Do teacher expectations matter?

brookingslogoNicholas Papageorge, Seth Gershenson, and Kyungmin Kang have released a discussion paper, titled Teacher Expectations Matter, that uncovers teacher expectations that differ by racial groups in a way that puts black students at a disadvantage, exacerbating racial achievement gaps.

The authors recently wrote about their findings in Brookings blog:

We demonstrate that teacher expectations do matter in that they have a causal impact on students’ educational attainment. We also show evidence that teacher expectations differ by racial groups in ways that put black students at a disadvantage.

To understand our research, it is helpful to start with a simple observation: teacher expectations tend to line up with student outcomes. In other words, teachers tend to report high educational expectations for students who end up attaining college degrees.

We examine nationally representative data of about 6,000 tenth grade students in 2002. For each student, teachers are asked how far they expect the child to go in school. Responses include less than high school, high school degree, some college, college completion, and masters or PhD. We focus on whether teachers expect college or more. Moreover, these students are followed into early adulthood, which means we know whether teacher expectations align with students’ educational attainment as of 2012.

We show that teacher expectations largely do align with student outcomes. To disentangle whether this reflects accurate forecasts versus self-fulfilling prophecies, our study relies on a unique feature of these data: two teachers evaluate each student. This allows us to harness teacher disagreements: when two teachers disagree about how far a student will go in school, at least one of them is objectively wrong. We then see if this “wrong-ness” affects student outcomes.

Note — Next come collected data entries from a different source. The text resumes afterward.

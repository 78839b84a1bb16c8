use std::collections::HashMap;

use regex::{Regex, RegexBuilder};
use tracing::{debug, info};

use crate::field_extract::FieldExtractor;
use crate::fuzzy::{partial_ratio, ratio};
use crate::model::{
    CONFIDENCE_LABEL_ONLY, CONFIDENCE_NONE, CONFIDENCE_TABLE_FALLBACK, ExtractedField, NamedTable,
    PageExtraction, RowExtraction, SourceConfig, TableRow,
};
use crate::table_parse::extract_table_rows;
use crate::template::{ExtractionTemplate, RowFilter, TableConfig, TableSpec};

const SECTION_MATCH_THRESHOLD: f32 = 0.75;
const COLUMN_ALIAS_THRESHOLD: f32 = 0.70;
const MIN_COLUMN_OVERLAP: usize = 2;
const PARAMETER_MATCH_THRESHOLD: f32 = 0.85;
const EXPLICIT_COLUMN_BONUS: f32 = 0.05;
const SHORT_PARAMETER_CHARS: usize = 3;
const RESULT_COLUMN_THRESHOLD: f32 = 0.85;

const DEFAULT_PARAMETER_KEYWORDS: [&str; 2] = ["parameter", "test"];
const DEFAULT_RESULT_KEYWORDS: [&str; 2] = ["result", "value"];
const GENERIC_RESULT_WORDS: [&str; 4] = ["result", "value", "observation", "finding"];

/// Rows located through a table's headers count as label matches.
const ROW_CONFIDENCE: f32 = CONFIDENCE_LABEL_ONLY;

/// Applies one template to one page of OCR markdown.
///
/// Sections the template does not declare stay empty; nothing here fails.
#[must_use]
pub fn process(markdown: &str, template: &ExtractionTemplate) -> PageExtraction {
    let config = template.table_config.as_ref();
    let dynamic = config.is_some_and(|config| config.dynamic_rows);

    let mut extraction = PageExtraction {
        headers: extract_fields(markdown, &template.header_fields),
        extract_all_columns: config.is_some_and(|config| config.extract_all_columns),
        ..PageExtraction::default()
    };

    let needs_rows = !template.tables.is_empty()
        || !template.parameter_rows.is_empty()
        || dynamic
        || !template.footer_fields.is_empty();
    let rows = if needs_rows {
        extract_table_rows(markdown, config)
    } else {
        Vec::new()
    };

    if !template.tables.is_empty() {
        extraction.tables = template
            .tables
            .iter()
            .map(|spec| named_table(spec, &rows))
            .collect();
    } else if dynamic || !template.parameter_rows.is_empty() {
        extraction.rows = legacy_rows(template, &rows);
    }

    let result_keywords = config.map_or_else(
        || DEFAULT_RESULT_KEYWORDS.iter().map(ToString::to_string).collect(),
        |config| lowercase_all(&config.result_column_keywords),
    );
    for row in extraction.rows_mut() {
        let result_label = template
            .parameter_rows
            .iter()
            .find(|parameter| parameter.parameter == row.parameter)
            .and_then(|parameter| parameter.result_label.as_deref());
        if let Some((column, value)) = result_cell(&row.extracted, result_label, &result_keywords) {
            row.result_column = Some(column);
            row.result = Some(value);
        }
    }

    extraction.footers = extract_footers(markdown, template, &rows);
    extraction
}

/// Runs one section's fields in declared order over a shared cursor.
fn extract_fields(markdown: &str, fields: &[FieldExtractor]) -> Vec<ExtractedField> {
    let mut cursor = 0;
    fields
        .iter()
        .map(|extractor| {
            let spec = extractor.spec();
            let found = extractor.extract(markdown, cursor);
            if found.value.is_some() {
                cursor = found.end_pos;
            }
            ExtractedField::new(spec.name.clone(), found.value, found.confidence, spec.source())
        })
        .collect()
}

fn extract_footers(
    markdown: &str,
    template: &ExtractionTemplate,
    rows: &[TableRow],
) -> Vec<ExtractedField> {
    let noise = template
        .noise_markers
        .iter()
        .filter(|marker| !marker.trim().is_empty())
        .filter_map(|marker| case_insensitive(marker))
        .collect::<Vec<_>>();

    let mut fields = extract_fields(markdown, &template.footer_fields);
    for (field, extractor) in fields.iter_mut().zip(&template.footer_fields) {
        if !field.has_value()
            && let Some((label, value)) = table_fallback(extractor.spec().labels(), rows)
        {
            debug!(field = %field.name, label = %label, "footer found in table cells");
            field.value = Some(value);
            field.confidence = CONFIDENCE_TABLE_FALLBACK;
            field.source = SourceConfig::TableFallback { label };
        }

        if let Some(value) = field.value.as_mut() {
            *value = clean_footer(value, &noise);
        }
    }
    fields
}

fn case_insensitive(text: &str) -> Option<Regex> {
    RegexBuilder::new(&regex::escape(text))
        .case_insensitive(true)
        .build()
        .ok()
}

/// Looks for a footer label in table headers, then inside cell text.
fn table_fallback(labels: &[String], rows: &[TableRow]) -> Option<(String, String)> {
    for label in labels {
        let Some(label_re) = case_insensitive(label) else {
            continue;
        };

        for row in rows {
            if let Some((_, value)) = row.iter().find(|(column, _)| label_re.is_match(column))
                && !value.trim().is_empty()
            {
                return Some((label.clone(), value.trim().to_string()));
            }

            if let Some((value, found)) = row
                .values()
                .find_map(|value| label_re.find(value).map(|found| (value, found)))
            {
                let tail = value[found.end()..].trim();
                if !tail.is_empty() {
                    return Some((label.clone(), tail.to_string()));
                }
            }
        }
    }
    None
}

We find that teacher expectations matter. To put this into perspective, if a student is randomly assigned to a teacher whose expectations are 40 percent higher, which is the average difference in expectations faced by black and white students in the sample, the student becomes 7 percent more likely to complete a four-year college degree. This is a nontrivial effect size for a secondary-school intervention. To put this effect in perspective, it is similar in magnitude to the impact of fairly large  class-size reductions in early elementary grades and improved teacher quality in late elementary grades on college completion. We also show that teacher disagreements tend to occur on the some-college versus college-degree dimension. This appears to be a large—and largely overlooked—source of educational disparities between blacks and whites, as recent research shows that the socio-economic trajectories of college dropouts more closely resemble the trajectories of high-school graduates than those of college graduates.

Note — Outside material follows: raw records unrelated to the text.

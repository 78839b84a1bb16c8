use serde::Serialize;

#[derive(Debug, Clone, Copy, PartialEq, Eq, Serialize)]
#[serde(rename_all = "snake_case")]
pub enum WarningCode {
    MalformedTemplate,
    MissingTemplate,
    UnknownPageType,
    NoFieldsExtracted,
}

#[derive(Debug, Clone, PartialEq, Serialize)]
pub struct ExtractWarning {
    pub code: WarningCode,
    pub message: String,
    #[serde(skip_serializing_if = "Option::is_none")]
    pub page: Option<u32>,
    #[serde(skip_serializing_if = "Option::is_none")]
    pub field: Option<String>,
}

impl ExtractWarning {
    #[must_use]
    pub fn new(code: WarningCode, message: impl Into<String>) -> Self {
        Self {
            code,
            message: message.into(),
            page: None,
            field: None,
        }
    }

    #[must_use]
    pub fn with_page(mut self, page: u32) -> Self {
        self.page = Some(page);
        self
    }

    #[must_use]
    pub fn with_field(mut self, field: impl Into<String>) -> Self {
        self.field = Some(field.into());
        self
    }
}
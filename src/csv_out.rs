use std::fs;
use std::path::Path;

use csv::WriterBuilder;

use crate::error::ExtractError;
use crate::model::{ExtractedField, RowExtraction};
use crate::session::{ExtractionReport, PageOutcome};

pub const CSV_HEADERS: [&str; 9] = [
    "page",
    "page_type",
    "section",
    "table",
    "row",
    "field",
    "value",
    "confidence",
    "priority",
];

/// One record per leaf field of every extracted page.
fn leaf_records(report: &ExtractionReport) -> Vec<Vec<String>> {
    let mut records = Vec::new();
    for outcome in &report.pages {
        let Some(extraction) = &outcome.extraction else {
            continue;
        };
        for field in &extraction.headers {
            records.push(field_record(outcome, "header", field));
        }
        for row in &extraction.rows {
            let table = row.extracted.table_name.clone().unwrap_or_default();
            if extraction.extract_all_columns {
                records.extend(cell_records(outcome, "rows", &table, row));
            } else {
                records.push(result_record(outcome, &table, row));
            }
        }
        for table in &extraction.tables {
            for row in &table.rows {
                records.extend(cell_records(outcome, "table", &table.name, row));
            }
        }
        for field in &extraction.footers {
            records.push(field_record(outcome, "footer", field));
        }
    }
    records
}

fn field_record(outcome: &PageOutcome, section: &str, field: &ExtractedField) -> Vec<String> {
    vec![
        outcome.page_number.to_string(),
        outcome.classification.page_type.to_string(),
        section.to_string(),
        String::new(),
        String::new(),
        field.name.clone(),
        field.value.clone().unwrap_or_default(),
        format!("{:.2}", field.confidence),
        field.priority.map(|priority| priority.as_str().to_string()).unwrap_or_default(),
    ]
}

fn row_record(
    outcome: &PageOutcome,
    section: &str,
    table: &str,
    row: &RowExtraction,
    column: &str,
    value: &str,
) -> Vec<String> {
    vec![
        outcome.page_number.to_string(),
        outcome.classification.page_type.to_string(),
        section.to_string(),
        table.to_string(),
        row.parameter.clone(),
        column.to_string(),
        value.to_string(),
        format!("{:.2}", row.confidence),
        row.priority.map(|priority| priority.as_str().to_string()).unwrap_or_default(),
    ]
}

/// The row's result cell; a row without one still gets an empty record.
fn result_record(outcome: &PageOutcome, table: &str, row: &RowExtraction) -> Vec<String> {
    row_record(
        outcome,
        "rows",
        table,
        row,
        row.result_column.as_deref().unwrap_or("result"),
        row.result.as_deref().unwrap_or_default(),
    )
}

/// One record per non-empty cell.
fn cell_records<'a>(
    outcome: &'a PageOutcome,
    section: &'a str,
    table: &'a str,
    row: &'a RowExtraction,
) -> impl Iterator<Item = Vec<String>> + 'a {
    row.extracted
        .iter()
        .filter(|(_, value)| !value.trim().is_empty())
        .map(move |(column, value)| row_record(outcome, section, table, row, column, value.trim()))
}

pub fn write_csv(
    path: &Path,
    report: &ExtractionReport,
    delimiter: u8,
) -> Result<(), ExtractError> {
    let mut writer = WriterBuilder::new().delimiter(delimiter).from_path(path)?;
    writer.write_record(CSV_HEADERS)?;
    for record in leaf_records(report) {
        writer.write_record(&record)?;
    }
    writer.flush()?;
    Ok(())
}

pub fn write_csv_to_string(
    report: &ExtractionReport,
    delimiter: u8,
) -> Result<String, ExtractError> {
    let mut writer = WriterBuilder::new()
        .delimiter(delimiter)
        .from_writer(Vec::<u8>::new());
    writer.write_record(CSV_HEADERS)?;
    for record in leaf_records(report) {
        writer.write_record(&record)?;
    }
    writer.flush()?;

    let bytes = writer
        .into_inner()
        .map_err(|error| ExtractError::Csv(error.into_error().into()))?;
    String::from_utf8(bytes)
        .map_err(|error| ExtractError::InvalidOption(format!("invalid utf-8 csv output: {error}")))
}

pub fn write_json(path: &Path, report: &ExtractionReport) -> Result<(), ExtractError> {
    fs::write(path, write_json_to_string(report)?)?;
    Ok(())
}

pub fn write_json_to_string(report: &ExtractionReport) -> Result<String, ExtractError> {
    Ok(serde_json::to_string_pretty(report)?)
}

#[cfg(test)]
mod tests {
    use pretty_assertions::assert_eq;

    use super::{leaf_records, write_csv_to_string, write_json_to_string};
    use crate::model::{
        ClassificationResult, ExtractedField, PageExtraction, RowExtraction, SourceConfig, TableRow,
    };
    use crate::page_type::PageType;
    use crate::session::{ExtractionReport, PageOutcome};
    use crate::validation::ReviewPriority;

    fn report() -> ExtractionReport {
        let mut batch = ExtractedField::new(
            "BATCH_NO",
            Some("B12345".to_string()),
            0.95,
            SourceConfig::Field {
                labels: vec!["Batch No".to_string()],
                regex: Some(r"B\d+".to_string()),
            },
        );
        batch.priority = Some(ReviewPriority::Green);

        let mut cells = TableRow::new(Some("Results".to_string()));
        cells.insert("Parameter", "pH");
        cells.insert("Result", "7.1");
        cells.insert("Remarks", " ");
        let mut row = RowExtraction::new("pH", cells, 0.80);
        row.result_column = Some("Result".to_string());
        row.result = Some("7.1".to_string());
        row.priority = Some(ReviewPriority::Yellow);

        let classification = ClassificationResult {
            page_type: PageType::QcTestReport,
            page_num: Some(1),
            total_pages: Some(2),
            score: 1.0,
            matched_line: None,
        };

        ExtractionReport {
            page_count: 2,
            extracted_pages: 1,
            field_count: 2,
            pages: vec![
                PageOutcome {
                    page_number: 1,
                    classification: classification.clone(),
                    extraction: Some(PageExtraction {
                        headers: vec![batch],
                        rows: vec![row],
                        ..PageExtraction::default()
                    }),
                },
                PageOutcome {
                    page_number: 2,
                    classification,
                    extraction: None,
                },
            ],
            warnings: Vec::new(),
        }
    }

    #[test]
    fn one_record_per_leaf_field() {
        let records = leaf_records(&report());
        assert_eq!(records.len(), 2);
        assert_eq!(
            records[0],
            vec!["1", "QC_TEST_REPORT", "header", "", "", "BATCH_NO", "B12345", "0.95", "GREEN"]
        );
        assert_eq!(
            records[1],
            vec!["1", "QC_TEST_REPORT", "rows", "Results", "pH", "Result", "7.1", "0.80", "YELLOW"]
        );
    }

    #[test]
    fn all_columns_mode_emits_each_non_empty_cell() {
        let mut report = report();
        if let Some(extraction) = report.pages[0].extraction.as_mut() {
            extraction.extract_all_columns = true;
        }

        let fields = leaf_records(&report)
            .into_iter()
            .filter(|record| record[2] == "rows")
            .map(|record| (record[5].clone(), record[6].clone()))
            .collect::<Vec<_>>();
        assert_eq!(
            fields,
            vec![
                ("Parameter".to_string(), "pH".to_string()),
                ("Result".to_string(), "7.1".to_string()),
            ]
        );
    }

    #[test]
    fn csv_honours_delimiter() {
        let csv = write_csv_to_string(&report(), b';').expect("csv should render");
        let mut lines = csv.lines();
        assert_eq!(
            lines.next(),
            Some("page;page_type;section;table;row;field;value;confidence;priority")
        );
        assert_eq!(lines.count(), 2);
    }

    #[test]
    fn json_report_omits_unextracted_pages_body() {
        let json = write_json_to_string(&report()).expect("json should render");
        let value: serde_json::Value = serde_json::from_str(&json).expect("valid json");
        assert_eq!(value["pages"][0]["extraction"]["headers"][0]["priority"], "GREEN");
        assert!(value["pages"][1].get("extraction").is_none());
    }
}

Next, we dig deeper into the basic finding that black teachers have higher expectations for black students than do white teachers. We find that most teachers, across the board, are optimistic.  They tend to expect college degrees for far more students than ultimately obtain them. However, teachers are less optimistic about black students. An interesting nuance, therefore, is that white teachers are more accurate when forming expectations about black students because they tend to be less optimistic about them. However, since higher expectations lead to better outcomes, “accuracy’’ in this case amounts to a selective lack of optimism that puts black students at a disadvantage.

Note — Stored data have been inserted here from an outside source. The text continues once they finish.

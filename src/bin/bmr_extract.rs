use std::path::{Path, PathBuf};
use std::process::ExitCode;
use std::str::FromStr;

use anyhow::{Context, Result};
use bmr_extract::{
    ExtractOptions, ExtractionReport, OutputFormat, PageOutcome, PageSelection, classify_document,
    extract_document, write_csv, write_csv_to_string, write_json, write_json_to_string,
};
use clap::{Args, Parser, Subcommand};
use tracing_subscriber::EnvFilter;

const TEMPLATE_DIR_ENV: &str = "BMR_TEMPLATE_DIR";
const DEFAULT_TEMPLATE_DIR: &str = "templates";

#[derive(Debug, Parser)]
#[command(
    name = "bmr-extract",
    version,
    about = "Classify batch manufacturing record pages and extract their fields"
)]
struct Cli {
    /// Enable debug logging and list every warning.
    #[arg(short, long, global = true)]
    verbose: bool,

    #[command(subcommand)]
    command: Commands,
}

#[derive(Debug, Subcommand)]
enum Commands {
    /// Print the classification of every page as JSON lines.
    Classify(ClassifyArgs),
    /// Extract template fields and write CSV or JSON output.
    Extract(ExtractArgs),
}

#[derive(Debug, Args)]
struct ClassifyArgs {
    /// Directory of per-page markdown files, or a form-feed separated text file.
    #[arg(short, long)]
    input: PathBuf,

    /// Page selection like 1-3,5.
    #[arg(long)]
    pages: Option<String>,
}

#[derive(Debug, Args)]
struct ExtractArgs {
    /// Directory of per-page markdown files, or a form-feed separated text file.
    #[arg(short, long)]
    input: PathBuf,

    /// Output path; standard output when omitted.
    #[arg(short, long)]
    output: Option<PathBuf>,

    /// Output format: csv or json.
    #[arg(long, default_value = "csv")]
    format: String,

    /// Template directory (falls back to $BMR_TEMPLATE_DIR, then ./templates).
    #[arg(long)]
    templates: Option<PathBuf>,

    /// Page selection like 1-3,5.
    #[arg(long)]
    pages: Option<String>,

    /// Output delimiter character for CSV.
    #[arg(long, default_value = ",")]
    delimiter: char,

    /// Do not carry empty header values over from earlier pages.
    #[arg(long)]
    no_inherit: bool,

    /// Fail on malformed templates instead of skipping them.
    #[arg(long)]
    strict_templates: bool,
}

fn parse_pages(pages: Option<&str>) -> Result<Option<PageSelection>> {
    pages
        .map(PageSelection::from_str)
        .transpose()
        .context("failed to parse --pages")
}

fn parse_options(args: &ExtractArgs) -> Result<ExtractOptions> {
    if !args.delimiter.is_ascii() {
        anyhow::bail!("delimiter must be a single ASCII character");
    }

    Ok(ExtractOptions {
        pages: parse_pages(args.pages.as_deref())?,
        inherit_headers: !args.no_inherit,
        strict_templates: args.strict_templates,
        delimiter: args.delimiter as u8,
    })
}

fn template_dir(args: &ExtractArgs) -> PathBuf {
    args.templates
        .clone()
        .or_else(|| std::env::var_os(TEMPLATE_DIR_ENV).map(PathBuf::from))
        .unwrap_or_else(|| PathBuf::from(DEFAULT_TEMPLATE_DIR))
}

fn write_output(
    report: &ExtractionReport,
    format: OutputFormat,
    output: Option<&Path>,
    delimiter: u8,
) -> Result<()> {
    match (format, output) {
        (OutputFormat::Csv, Some(path)) => write_csv(path, report, delimiter)
            .with_context(|| format!("failed to write '{}'", path.display())),
        (OutputFormat::Json, Some(path)) => write_json(path, report)
            .with_context(|| format!("failed to write '{}'", path.display())),
        (OutputFormat::Csv, None) => {
            print!("{}", write_csv_to_string(report, delimiter)?);
            Ok(())
        }
        (OutputFormat::Json, None) => {
            println!("{}", write_json_to_string(report)?);
            Ok(())
        }
    }
}

fn log_report(report: &ExtractionReport, verbose: bool) {
    if report.warnings.is_empty() {
        return;
    }

    eprintln!("warning: {} issue(s) detected", report.warnings.len());
    if verbose {
        for warning in &report.warnings {
            eprintln!(
                "  - {:?} page={:?} field={:?}: {}",
                warning.code, warning.page, warning.field, warning.message
            );
        }
    }
}

fn run_classify(args: &ClassifyArgs) -> Result<Vec<PageOutcome>> {
    let options = ExtractOptions {
        pages: parse_pages(args.pages.as_deref())?,
        ..ExtractOptions::default()
    };
    let outcomes = classify_document(&args.input, &options)
        .with_context(|| format!("failed to classify '{}'", args.input.display()))?;
    for outcome in &outcomes {
        println!("{}", serde_json::to_string(outcome)?);
    }
    Ok(outcomes)
}

fn run_extract(args: &ExtractArgs) -> Result<ExtractionReport> {
    let options = parse_options(args)?;
    let format = OutputFormat::from_str(&args.format).context("failed to parse --format")?;
    let templates = template_dir(args);

    let report = extract_document(&args.input, &templates, &options).with_context(|| {
        format!(
            "failed to extract '{}' with templates from '{}'",
            args.input.display(),
            templates.display()
        )
    })?;
    write_output(&report, format, args.output.as_deref(), options.delimiter)?;
    Ok(report)
}

fn main() -> ExitCode {
    let cli = Cli::parse();

    let default_filter = if cli.verbose {
        "bmr_extract=debug"
    } else {
        "bmr_extract=warn"
    };
    let env_filter =
        EnvFilter::try_from_default_env().unwrap_or_else(|_| EnvFilter::new(default_filter));
    tracing_subscriber::fmt()
        .with_env_filter(env_filter)
        .with_writer(std::io::stderr)
        .without_time()
        .init();

    let outcome = match &cli.command {
        Commands::Classify(args) => run_classify(args).map(|_| ExitCode::SUCCESS),
        Commands::Extract(args) => run_extract(args).map(|report| {
            log_report(&report, cli.verbose);
            if report.field_count > 0 {
                ExitCode::SUCCESS
            } else {
                ExitCode::from(2)
            }
        }),
    };

    outcome.unwrap_or_else(|error| {
        eprintln!("error: {error:#}");
        ExitCode::from(1)
    })
}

In conclusion, our study offers causal evidence that teacher expectations matter. Negative teacher biases can function like self-fulfilling prophecies that affect college-going. Moreover, we find that teacher expectations differ by racial groups in a way that puts black students at a disadvantage, exacerbating racial achievement gaps. Our results also identify differences in how black and white teachers form expectations as one possible mechanism underlying the well-known finding that black students seem to perform better when they have black teachers. Together, our findings suggest that efforts to combat biases (e.g., hiring more black teacher or “de-biasing” white teachers) could prove helpful in reducing racial educational attainment gaps.